_EXCERPTED RECORDS:_
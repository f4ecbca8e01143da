//! Database initialization
//!
//! Opens (or creates) the pipeline database and creates every table the
//! normalization and quality stages use. All statements are idempotent, so
//! this is safe to run at every process start.

use crate::Result;
use sqlx::sqlite::{SqliteConnectOptions, SqliteJournalMode, SqlitePoolOptions, SqliteSynchronous};
use sqlx::SqlitePool;
use std::path::Path;
use std::time::Duration;
use tracing::info;

/// Per-connection busy wait; longer contention is handled by `retry_on_lock`
const BUSY_TIMEOUT_MS: u64 = 250;

/// Initialize database connection and create tables if needed
pub async fn init_database(db_path: &Path) -> Result<SqlitePool> {
    let newly_created = !db_path.exists();

    // Create parent directory if it doesn't exist
    if let Some(parent) = db_path.parent() {
        std::fs::create_dir_all(parent)?;
    }

    // Pragmas go on the connect options so every pooled connection gets them
    let options = SqliteConnectOptions::new()
        .filename(db_path)
        .create_if_missing(true)
        .foreign_keys(true)
        .journal_mode(SqliteJournalMode::Wal)
        .synchronous(SqliteSynchronous::Normal)
        .busy_timeout(Duration::from_millis(BUSY_TIMEOUT_MS));

    // Small pool: sweeps run at most 4 workers
    let pool = SqlitePoolOptions::new()
        .max_connections(8)
        .min_connections(1)
        .connect_with(options)
        .await?;

    if newly_created {
        info!("Initialized new database: {}", db_path.display());
    } else {
        info!("Opened existing database: {}", db_path.display());
    }

    create_schema(&pool).await?;

    Ok(pool)
}

/// Create all pipeline tables and indexes
pub async fn create_schema(pool: &SqlitePool) -> Result<()> {
    create_company_master_table(pool).await?;
    create_parsed_documents_table(pool).await?;
    create_staged_normalized_data_table(pool).await?;
    create_label_mapping_cache_table(pool).await?;
    create_unit_review_queue_table(pool).await?;
    create_stage_runs_table(pool).await?;
    create_phase_failures_table(pool).await?;

    info!("Database schema ready");
    Ok(())
}

async fn create_company_master_table(pool: &SqlitePool) -> Result<()> {
    sqlx::query(
        r#"
        CREATE TABLE IF NOT EXISTS company_master (
            ticker TEXT PRIMARY KEY,
            company_name TEXT NOT NULL,
            domain_category TEXT
        )
        "#,
    )
    .execute(pool)
    .await?;

    Ok(())
}

/// Parsed documents are written by the extraction stage; read-only here
async fn create_parsed_documents_table(pool: &SqlitePool) -> Result<()> {
    sqlx::query(
        r#"
        CREATE TABLE IF NOT EXISTS parsed_documents (
            doc_id INTEGER PRIMARY KEY,
            ticker TEXT NOT NULL,
            fiscal_year INTEGER NOT NULL,
            quarter INTEGER NOT NULL CHECK (quarter BETWEEN 1 AND 4),
            parse_status TEXT NOT NULL,
            content TEXT,
            parsed_at TIMESTAMP NOT NULL DEFAULT CURRENT_TIMESTAMP
        )
        "#,
    )
    .execute(pool)
    .await?;

    sqlx::query(
        "CREATE INDEX IF NOT EXISTS idx_parsed_documents_status ON parsed_documents(parse_status)",
    )
    .execute(pool)
    .await?;

    Ok(())
}

async fn create_staged_normalized_data_table(pool: &SqlitePool) -> Result<()> {
    sqlx::query(
        r#"
        CREATE TABLE IF NOT EXISTS staged_normalized_data (
            id INTEGER PRIMARY KEY AUTOINCREMENT,
            doc_id INTEGER NOT NULL UNIQUE REFERENCES parsed_documents(doc_id),
            ticker TEXT NOT NULL,
            fiscal_date TEXT NOT NULL,
            normalized_data TEXT NOT NULL,
            data_hash TEXT,
            statement_normalized INTEGER NOT NULL DEFAULT 0,
            unit_review_status TEXT NOT NULL DEFAULT 'PENDING'
                CHECK (unit_review_status IN ('PENDING', 'AUTO_APPROVED', 'PENDING_REVIEW', 'APPROVED')),
            label_review_status TEXT NOT NULL DEFAULT 'PENDING'
                CHECK (label_review_status IN ('PENDING', 'PENDING_REVIEW', 'APPROVED')),
            created_at TIMESTAMP NOT NULL DEFAULT CURRENT_TIMESTAMP,
            updated_at TIMESTAMP NOT NULL DEFAULT CURRENT_TIMESTAMP
        )
        "#,
    )
    .execute(pool)
    .await?;

    sqlx::query(
        r#"
        CREATE INDEX IF NOT EXISTS idx_staged_normalization_status
        ON staged_normalized_data(statement_normalized, unit_review_status, label_review_status)
        "#,
    )
    .execute(pool)
    .await?;

    Ok(())
}

/// Persistent, industry-scoped label approval cache
async fn create_label_mapping_cache_table(pool: &SqlitePool) -> Result<()> {
    sqlx::query(
        r#"
        CREATE TABLE IF NOT EXISTS label_mapping_cache (
            raw_label TEXT NOT NULL,
            domain_category TEXT NOT NULL,
            normalized_label TEXT,
            status TEXT NOT NULL
                CHECK (status IN ('PENDING_REVIEW', 'APPROVED', 'REJECTED')),
            source_context TEXT,
            created_at TIMESTAMP NOT NULL DEFAULT CURRENT_TIMESTAMP,
            last_reviewed_at TIMESTAMP,
            reviewed_by TEXT,
            PRIMARY KEY (raw_label, domain_category)
        )
        "#,
    )
    .execute(pool)
    .await?;

    sqlx::query(
        "CREATE INDEX IF NOT EXISTS idx_label_mapping_status ON label_mapping_cache(status)",
    )
    .execute(pool)
    .await?;

    Ok(())
}

async fn create_unit_review_queue_table(pool: &SqlitePool) -> Result<()> {
    sqlx::query(
        r#"
        CREATE TABLE IF NOT EXISTS unit_review_queue (
            id INTEGER PRIMARY KEY AUTOINCREMENT,
            doc_id INTEGER NOT NULL UNIQUE REFERENCES parsed_documents(doc_id),
            ticker TEXT NOT NULL,
            fiscal_date TEXT NOT NULL,
            llm_analysis TEXT NOT NULL,
            filing_data TEXT NOT NULL,
            status TEXT NOT NULL DEFAULT 'PENDING_REVIEW'
                CHECK (status IN ('PENDING_REVIEW', 'APPROVED', 'REJECTED')),
            reviewed_by TEXT,
            reviewed_at TIMESTAMP,
            human_corrections TEXT,
            applied_at TIMESTAMP,
            created_at TIMESTAMP NOT NULL DEFAULT CURRENT_TIMESTAMP
        )
        "#,
    )
    .execute(pool)
    .await?;

    Ok(())
}

/// Per-document five-stage quality state machine
async fn create_stage_runs_table(pool: &SqlitePool) -> Result<()> {
    sqlx::query(
        r#"
        CREATE TABLE IF NOT EXISTS stage_runs (
            run_id INTEGER PRIMARY KEY AUTOINCREMENT,
            doc_id INTEGER NOT NULL UNIQUE REFERENCES parsed_documents(doc_id),
            stage_1_status TEXT NOT NULL DEFAULT 'PENDING',
            stage_2_status TEXT NOT NULL DEFAULT 'PENDING',
            stage_3_status TEXT NOT NULL DEFAULT 'PENDING',
            stage_4_status TEXT NOT NULL DEFAULT 'PENDING',
            stage_5_status TEXT NOT NULL DEFAULT 'PENDING',
            stage_1_version TEXT,
            stage_2_version TEXT,
            stage_3_version TEXT,
            stage_4_version TEXT,
            stage_5_version TEXT,
            failure_reason TEXT,
            details TEXT,
            created_at TIMESTAMP NOT NULL DEFAULT CURRENT_TIMESTAMP,
            last_updated_at TIMESTAMP NOT NULL DEFAULT CURRENT_TIMESTAMP
        )
        "#,
    )
    .execute(pool)
    .await?;

    Ok(())
}

/// Hard per-document discovery failures awaiting a version bump or manual fix
async fn create_phase_failures_table(pool: &SqlitePool) -> Result<()> {
    sqlx::query(
        r#"
        CREATE TABLE IF NOT EXISTS phase_failures (
            doc_id INTEGER NOT NULL REFERENCES parsed_documents(doc_id),
            phase TEXT NOT NULL CHECK (phase IN ('UNIT', 'LABEL')),
            classifier_version TEXT NOT NULL,
            detail TEXT NOT NULL,
            recorded_at TIMESTAMP NOT NULL DEFAULT CURRENT_TIMESTAMP,
            PRIMARY KEY (doc_id, phase)
        )
        "#,
    )
    .execute(pool)
    .await?;

    Ok(())
}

_WHAT YOU SHOULD DO:_ Going through the listing above, copy out every line that has the string "SqliteSynchronous".

_ANSWER TO THIS PROBLEM:_
use sqlx::sqlite::{SqliteConnectOptions, SqliteJournalMode, SqlitePoolOptions, SqliteSynchronous};
        .synchronous(SqliteSynchronous::Normal)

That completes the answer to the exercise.